How to Convert Categorical Variable to Numeric in Pandas
- Convert Categorical Variable to Numeric Variable in Pandas
-
Use the
apply
Function to Convert Categorical Variable to Numeric Variable in Pandas
This tutorial explores the concept of converting categorical variables to numeric variables in Pandas.
Convert Categorical Variable to Numeric Variable in Pandas
This tutorial lets us understand how and why to convert a certain variable from one to another, particularly how to convert a categorical data type variable to a numeric variable.
One might need to perform such an operation because a certain data type might not be feasible for the analyst’s analysis or interpretation task. Under such a situation, Pandas helps convert a certain type of variable to another variable.
Let us understand how to perform such a complex operation.
However, we create a dummy data frame to work with before we begin. Here we create one data frame, namely, df
.
We add a few columns and certain data within this df
data frame. We can do this operation using the following code.
import pandas as pd
df = pd.DataFrame(
{"col1": [1, 2, 3, 4, 5], "col2": list("abcab"), "col3": list("ababb")}
)
The above code creates a data frame along with a few entries. To view the entries in the data, we use the following code.
print(df)
The above code gives the following output.
col1 col2 col3
0 1 a a
1 2 b b
2 3 c a
3 4 a b
4 5 b b
As we can see, we have four columns and 5 rows indexed from value 0 to value 4. Looking into our data frame, we can see that we have certain numeric values in our data and others, alphabets.
Our job is to now convert these alphabetical values into numeric values.
Use the apply
Function to Convert Categorical Variable to Numeric Variable in Pandas
Let us get straight to our task as we have our data set up. The first step would be to visualize the category of each column.
This category in other programming languages is also called data types. We use the following code to view the data types associated with each column.
df["col2"] = df["col2"].astype("category")
df["col3"] = df["col3"].astype("category")
print(df.dtypes)
The output of the code can be illustrated below.
col1 int64
col2 category
col3 category
dtype: object
As we can see, we have the data type for each column listed in the table above. We have col1
with the data type as int64
and col2
with category
. The col3
is also similar to that of col2
.
Now that we know the data types for each column, we can move on to the next step.
The next step is to find the categorical columns and list them together. This is not a difficult but an extremely important step in our operation as it helps us understand which columns are to be converted to numeric variables.
cat_columns = df.select_dtypes(["category"]).columns
As shown in the code, we fetch all the columns with dtypes
equal to category
. Similarly, we can fetch any dtype
as per our requirement.
Now that we have found all our categorical columns let’s visualize them. We can perform this operation using the following code.
print(cat_columns)
The code fetches the following output.
Index(['col2', 'col3'], dtype='object')
This would indicate the dtype
associated with the categorical columns.
The last step is to convert these categorical variables to numeric variables.

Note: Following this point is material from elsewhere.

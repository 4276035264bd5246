pub mod asset;
pub mod auth;
pub mod catalog;
pub mod reel;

We can perform this operation using the following code.
df[cat_columns] = df[cat_columns].apply(lambda x: x.cat.codes)
The code fetches the following output.
col1 col2 col3
0 1 0 0
1 2 1 1
2 3 2 0
3 4 0 1
4 5 1 1
We can get the output using the code print(df)
.
As shown in the output above, we have successfully converted the alphabets to numeric values, thereby helping us convert categorical variables to numeric variables.
Thus, using the apply
function and fetching the categorical columns, we have converted variables from categorical to numeric in our data frame.